Dies zugrunde gelegt erscheint die Verfahrensweise des Flurbereinigungsgerichts jedenfalls nicht durch eine willkürliche Entfernung von den gesetzlichen Vorgaben geprägt.


3. Nach Maßgabe der oben genannten Grundsätze liegt ein durchgreifender Verfahrensmangel aber darin, dass der am Verhandlungstag gestellte Befangenheitsantrag gegen die beiden Berufsrichter unter Mitwirkung der abgelehnten Richter als rechtsmissbräuchlich verworfen worden ist, da er „offensichtlich der Verhinderung der Durchführung der mündlichen Verhandlung“ diene. Mangels objektiver Anhaltspunkte für diese Einschätzung hält der Senat diesen Verfahrensfehler für derart schwer, dass er in der Sache die Rüge einer nicht vorschriftsgemäßen Besetzung des Gerichts rechtfertigt.


Offenbarer Missbrauch des Ablehnungsrechts wenn geeignete Befangenheitsgründe weder vorgetragen noch glaubhaft gemacht werden, vielmehr das Vorbringen des Antragstellers von vornherein ersichtlich ungeeignet ist, die Besorgnis der Befangenheit zu rechtfertigen. Das ist unter anderem der Fall, wenn das Gesuch rechtsmissbräuchlich ist, weil es offenbar grundlos ist oder nur der Verschleppung dient.


An den Voraussetzungen für eine Ablehnung des Befangenheitsantrags als missbräuchlich fehlte es hier. Für die vom Flurbereinigungsgericht angenommene Verschleppungsabsicht bestanden keinerlei Anhaltspunkte, insbesondere handelte es sich nicht um eine bloße Wiederholung der Gründe für die früheren Richterablehnungen.


5. Das Flurbereinigungsgericht hat zudem verfahrensfehlerhaft die Anforderungen an die Klagebefugnis überspannt. Es hätte über die Klage nicht (überwiegend) durch Prozessurteil entscheiden dürfen.
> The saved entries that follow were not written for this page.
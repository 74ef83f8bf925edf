//! # Tally Configuration
//!
//! Settings for the database, pricing and ledger retry behaviour.
//!
//! ## Configuration Sources
//! ```text
//! ┌─────────────────────────────────────────────────────────────────────────┐
//! │                    Configuration Priority                               │
//! │                                                                         │
//! │  1. Environment Variables (highest priority)                           │
//! │     TALLY_DATABASE_PATH=/var/lib/tally/tally.db                        │
//! │     TALLY_CURRENCY_SCALE=0                                             │
//! │                                                                         │
//! │  2. TOML Config File                                                   │
//! │     ~/.config/tally/tally.toml (Linux)                                 │
//! │     ~/Library/Application Support/com.tally.tally/tally.toml (macOS)   │
//! │                                                                         │
//! │  3. Default Values (lowest priority)                                   │
//! └─────────────────────────────────────────────────────────────────────────┘
//! ```
//!
//! ## Configuration File Format
//! ```toml
//! # tally.toml
//! [database]
//! path = "tally.db"
//! max_connections = 5
//!
//! [pricing]
//! currency_scale = 2   # IDR deployments use 0
//!
//! [ledger]
//! initial_retry_ms = 10
//! max_retry_interval_ms = 250
//! max_retry_elapsed_ms = 2000
//! ```

use serde::{Deserialize, Serialize};
use std::path::PathBuf;
use std::time::Duration;
use tally_core::{PricingCalculator, DEFAULT_CURRENCY_SCALE};
use tracing::{debug, info, warn};

use crate::error::ConfigError;
use crate::ledger::RetryPolicy;
use crate::pool::DbConfig;

/// Largest scale a `Decimal` can carry.
const MAX_CURRENCY_SCALE: u32 = 28;

// =============================================================================
// Sections
// =============================================================================

/// `[database]` section.
#[derive(Debug, Clone, PartialEq, Eq, Serialize, Deserialize)]
pub struct DatabaseSettings {
    /// SQLite database file.
    #[serde(default = "default_database_path")]
    pub path: PathBuf,

    /// Maximum pooled connections.
    #[serde(default = "default_max_connections")]
    pub max_connections: u32,
}

fn default_database_path() -> PathBuf {
    PathBuf::from("tally.db")
}

fn default_max_connections() -> u32 {
    5
}

impl Default for DatabaseSettings {
    fn default() -> Self {
        Self {
            path: default_database_path(),
            max_connections: default_max_connections(),
        }
    }
}

/// `[pricing]` section.
#[derive(Debug, Clone, PartialEq, Eq, Serialize, Deserialize)]
pub struct PricingSettings {
    /// Decimal places of the currency's minor unit.
    #[serde(default = "default_currency_scale")]
    pub currency_scale: u32,
}

fn default_currency_scale() -> u32 {
    DEFAULT_CURRENCY_SCALE
}

impl Default for PricingSettings {
    fn default() -> Self {
        Self {
            currency_scale: default_currency_scale(),
        }
    }
}

/// `[ledger]` section: backoff on version conflicts.
#[derive(Debug, Clone, PartialEq, Eq, Serialize, Deserialize)]
pub struct LedgerSettings {
    #[serde(default = "default_initial_retry")]
    pub initial_retry_ms: u64,

    #[serde(default = "default_max_retry_interval")]
    pub max_retry_interval_ms: u64,

    /// Total retry budget per batch.
    #[serde(default = "default_max_retry_elapsed")]
    pub max_retry_elapsed_ms: u64,
}

fn default_initial_retry() -> u64 {
    10
}
fn default_max_retry_interval() -> u64 {
    250
}
fn default_max_retry_elapsed() -> u64 {
    2_000
}

impl Default for LedgerSettings {
    fn default() -> Self {
        Self {
            initial_retry_ms: default_initial_retry(),
            max_retry_interval_ms: default_max_retry_interval(),
            max_retry_elapsed_ms: default_max_retry_elapsed(),
        }
    }
}

// =============================================================================
// Tally Config
// =============================================================================

/// Complete configuration.
#[derive(Debug, Clone, Default, PartialEq, Eq, Serialize, Deserialize)]
pub struct TallyConfig {
    #[serde(default)]
    pub database: DatabaseSettings,

    #[serde(default)]
    pub pricing: PricingSettings,

    #[serde(default)]
    pub ledger: LedgerSettings,
}

impl TallyConfig {
    /// Loads configuration from file (if present), then applies environment
    /// overrides and validates.
    ///
    /// ## Arguments
    /// * `config_path` - explicit file; `None` uses the platform config dir
    pub fn load(config_path: Option<PathBuf>) -> Result<Self, ConfigError> {
        let mut config = Self::default();

        if let Some(path) = config_path.or_else(Self::default_config_path) {
            if path.exists() {
                info!(?path, "Loading config from file");
                let contents = std::fs::read_to_string(&path)?;
                config = toml::from_str(&contents)?;
            } else {
                debug!(?path, "Config file not found, using defaults");
            }
        }

        config.apply_env_overrides();
        config.validate()?;

        Ok(config)
    }

    /// Like [`TallyConfig::load`], falling back to defaults on any error.
    pub fn load_or_default(config_path: Option<PathBuf>) -> Self {
        Self::load(config_path).unwrap_or_else(|e| {
            warn!("Failed to load config: {}. Using defaults.", e);
            Self::default()
        })
    }

    /// Writes the configuration as TOML.
    pub fn save(&self, config_path: Option<PathBuf>) -> Result<(), ConfigError> {
        let path = config_path
            .or_else(Self::default_config_path)
            .ok_or_else(|| ConfigError::Invalid("No config path available".into()))?;

        if let Some(parent) = path.parent() {
            if !parent.as_os_str().is_empty() {
                std::fs::create_dir_all(parent)?;
            }
        }

        let contents = toml::to_string_pretty(self)?;
        std::fs::write(&path, contents)?;

        info!(?path, "Config saved");
        Ok(())
    }

    /// Validates the configuration.
    pub fn validate(&self) -> Result<(), ConfigError> {
        if self.database.max_connections == 0 {
            return Err(ConfigError::Invalid(
                "database.max_connections must be greater than 0".into(),
            ));
        }

        if self.pricing.currency_scale > MAX_CURRENCY_SCALE {
            return Err(ConfigError::Invalid(format!(
                "pricing.currency_scale must be at most {}, got {}",
                MAX_CURRENCY_SCALE, self.pricing.currency_scale
            )));
        }

        let ledger = &self.ledger;
        if ledger.max_retry_elapsed_ms == 0 {
            return Err(ConfigError::Invalid(
                "ledger.max_retry_elapsed_ms must be greater than 0".into(),
            ));
        }
        if ledger.initial_retry_ms > ledger.max_retry_interval_ms {
            return Err(ConfigError::Invalid(
                "ledger.initial_retry_ms must not exceed ledger.max_retry_interval_ms".into(),
            ));
        }

        Ok(())
    }

    /// Applies `TALLY_*` environment variable overrides.
    fn apply_env_overrides(&mut self) {
        self.apply_overrides(|key| std::env::var(key).ok());
    }

    /// Applies overrides from any key lookup. Unparseable values are ignored.
    fn apply_overrides(&mut self, lookup: impl Fn(&str) -> Option<String>) {
        if let Some(path) = lookup("TALLY_DATABASE_PATH") {
            debug!(path = %path, "Overriding database path from environment");
            self.database.path = PathBuf::from(path);
        }

        if let Some(max) = lookup("TALLY_MAX_CONNECTIONS") {
            match max.parse::<u32>() {
                Ok(n) => self.database.max_connections = n,
                Err(_) => warn!(value = %max, "Ignoring invalid TALLY_MAX_CONNECTIONS"),
            }
        }

        if let Some(scale) = lookup("TALLY_CURRENCY_SCALE") {
            match scale.parse::<u32>() {
                Ok(s) => {
                    debug!(scale = s, "Overriding currency scale from environment");
                    self.pricing.currency_scale = s;
                }
                Err(_) => warn!(value = %scale, "Ignoring invalid TALLY_CURRENCY_SCALE"),
            }
        }

        if let Some(budget) = lookup("TALLY_RETRY_BUDGET_MS") {
            match budget.parse::<u64>() {
                Ok(ms) => self.ledger.max_retry_elapsed_ms = ms,
                Err(_) => warn!(value = %budget, "Ignoring invalid TALLY_RETRY_BUDGET_MS"),
            }
        }
    }

    /// Returns the default config file path.
    fn default_config_path() -> Option<PathBuf> {
        directories::ProjectDirs::from("com", "tally", "tally")
            .map(|dirs| dirs.config_dir().join("tally.toml"))
    }

    // =========================================================================
    // Convenience Methods
    // =========================================================================

    /// Pricing calculator at the configured currency scale.
    pub fn pricing_calculator(&self) -> PricingCalculator {
        PricingCalculator::new(self.pricing.currency_scale)
    }

    /// Ledger retry policy.
    pub fn retry_policy(&self) -> RetryPolicy {
        RetryPolicy {
            initial_interval: Duration::from_millis(self.ledger.initial_retry_ms),
            max_interval: Duration::from_millis(self.ledger.max_retry_interval_ms),
            max_elapsed: Duration::from_millis(self.ledger.max_retry_elapsed_ms),
        }
    }

    /// Database pool configuration.
    pub fn db_config(&self) -> DbConfig {
        DbConfig::new(self.database.path.clone()).max_connections(self.database.max_connections)
    }
}

#[cfg(test)]
mod tests {
    use super::*;
    use std::collections::HashMap;

    #[test]
    fn test_default_config() {
        let config = TallyConfig::default();
        assert_eq!(config.pricing.currency_scale, 2);
        assert_eq!(config.database.max_connections, 5);
        assert!(config.validate().is_ok());
        assert_eq!(config.retry_policy(), RetryPolicy::default());
    }

    #[test]
    fn test_partial_file_keeps_defaults() {
        let config: TallyConfig = toml::from_str("[pricing]\ncurrency_scale = 0\n").unwrap();
        assert_eq!(config.pricing.currency_scale, 0);
        assert_eq!(config.database, DatabaseSettings::default());
        assert_eq!(config.ledger, LedgerSettings::default());
    }

    #[test]
    fn test_config_validation() {
        let mut config = TallyConfig::default();

        config.pricing.currency_scale = 29;
        assert!(config.validate().is_err());

        config.pricing.currency_scale = 0;
        config.ledger.initial_retry_ms = 1_000;
        assert!(config.validate().is_err());

        config.ledger.initial_retry_ms = 10;
        config.database.max_connections = 0;
        assert!(config.validate().is_err());
    }

    #[test]
    fn test_overrides() {
        let vars: HashMap<&str, &str> = [
            ("TALLY_DATABASE_PATH", "/tmp/other.db"),
            ("TALLY_CURRENCY_SCALE", "0"),
            ("TALLY_MAX_CONNECTIONS", "not-a-number"),
        ]
        .into_iter()
        .collect();

        let mut config = TallyConfig::default();
        config.apply_overrides(|key| vars.get(key).map(|v| v.to_string()));

        assert_eq!(config.database.path, PathBuf::from("/tmp/other.db"));
        assert_eq!(config.pricing.currency_scale, 0);
        assert_eq!(config.database.max_connections, 5);
    }

    #[test]
    fn test_toml_serialization() {
        let config = TallyConfig::default();
        let toml_str = toml::to_string_pretty(&config).unwrap();
        assert!(toml_str.contains("[database]"));
        assert!(toml_str.contains("[ledger]"));

        let parsed: TallyConfig = toml::from_str(&toml_str).unwrap();
        assert_eq!(parsed, config);
    }

    #[test]
    fn test_save_and_load() {
        let path = std::env::temp_dir().join(format!("tally-config-{}.toml", uuid::Uuid::new_v4()));
        let mut config = TallyConfig::default();
        config.pricing.currency_scale = 0;
        config.save(Some(path.clone())).unwrap();

        let loaded: TallyConfig =
            toml::from_str(&std::fs::read_to_string(&path).unwrap()).unwrap();
        assert_eq!(loaded.pricing.currency_scale, 0);

        std::fs::remove_file(path).ok();
    }
}
//! # Database Migrations
//!
//! Embedded SQL migrations for the ledger schema.
//!
//! ## How Migrations Work
//! ```text
//! ┌─────────────────────────────────────────────────────────────────────────┐
//! │                      Migration Process                                  │
//! │                                                                         │
//! │  Database::new                                                         │
//! │       │                                                                 │
//! │       ▼                                                                 │
//! │  Check _sqlx_migrations table (create if missing)                      │
//! │       │                                                                 │
//! │       ▼                                                                 │
//! │  Compare embedded migrations vs applied                                │
//! │       │                                                                 │
//! │       └── 001_inventory_ledger.sql   products, stock_cards, triggers   │
//! │       │                                                                 │
//! │       ▼                                                                 │
//! │  Run pending migrations in order, record each in _sqlx_migrations      │
//! └─────────────────────────────────────────────────────────────────────────┘
//! ```
//!
//! ## Adding New Migrations
//!
//! 1. Create a new file in `migrations/sqlite/` with the next sequence number
//! 2. Name format: `NNN_description.sql`
//! 3. **NEVER** modify existing migrations; checksums are verified on startup
//! 4. `stock_cards` stays append-only: no migration may update or delete rows

use sqlx::SqlitePool;
use tracing::info;

use crate::error::DbResult;

/// Migrations embedded from `migrations/sqlite` at compile time.
static MIGRATOR: sqlx::migrate::Migrator = sqlx::migrate!("../../migrations/sqlite");

/// Runs all pending database migrations.
///
/// Idempotent. Each migration runs in its own transaction.
pub async fn run_migrations(pool: &SqlitePool) -> DbResult<()> {
    info!("Checking for pending migrations");

    MIGRATOR.run(pool).await?;

    info!("All migrations applied successfully");
    Ok(())
}

/// Returns `(embedded, applied)` migration counts.
pub async fn migration_status(pool: &SqlitePool) -> DbResult<(usize, usize)> {
    let total = MIGRATOR.migrations.len();

    let applied: i64 = sqlx::query_scalar("SELECT COUNT(*) FROM _sqlx_migrations WHERE success = 1")
        .fetch_one(pool)
        .await?;

    Ok((total, applied as usize))
}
Anders stellt sich die Rechtslage aber dar, wenn die Vorinstanz die Voraussetzungen gerade der Prozessrechtsnorm unzutreffend beurteilt, etwa bei einer Verkennung der prozessualen Bedeutung des § 42 Abs. 2 VwGO, weil ein zu strenger Maßstab an die notwendige Geltendmachung einer Rechtsverletzung angelegt wird. In diesem Falle missachtet das Gericht eine den äußeren Verfahrensgang regelnde Vorschrift. Insbesondere wenn das Vorgericht die prozessualen Anforderungen des § 42 Abs. 2 VwGO überspannt und infolgedessen vom Fehlen einer Sachentscheidungsvoraussetzung ausgeht, kann nicht mehr lediglich von einer fehlerhaften Subsumtion des Sachverhalts ausgegangen werden.


Das Flurbereinigungsgericht hat hier deutlich überzogene Anforderungen an die Geltendmachung einer möglichen Rechtsverletzung im Sinne von § 42 Abs. 2 VwGO gestellt. Die Kläger haben diese Anforderungen bereits dadurch erfüllt, dass sie sich als Bodeneigentümer gegen eine an den Gebäudeeigentümer erteilte Genehmigung nach § 63 Abs. 2 LwAnpG, § 34 Abs. 1 FlurbG wenden. Der Rechtsschutz kommt in diesem Stadium zu spät, weil eine durch Baumaßnahmen an den Gebäuden veränderte Restnutzungsdauer eines Gebäudes nach den oben dargestellten Maßgaben bei der Wertermittlung zu berücksichtigen ist, wenn nicht durch entsprechende Maßgaben in der Genehmigungsentscheidung etwas Anderes festgelegt wird.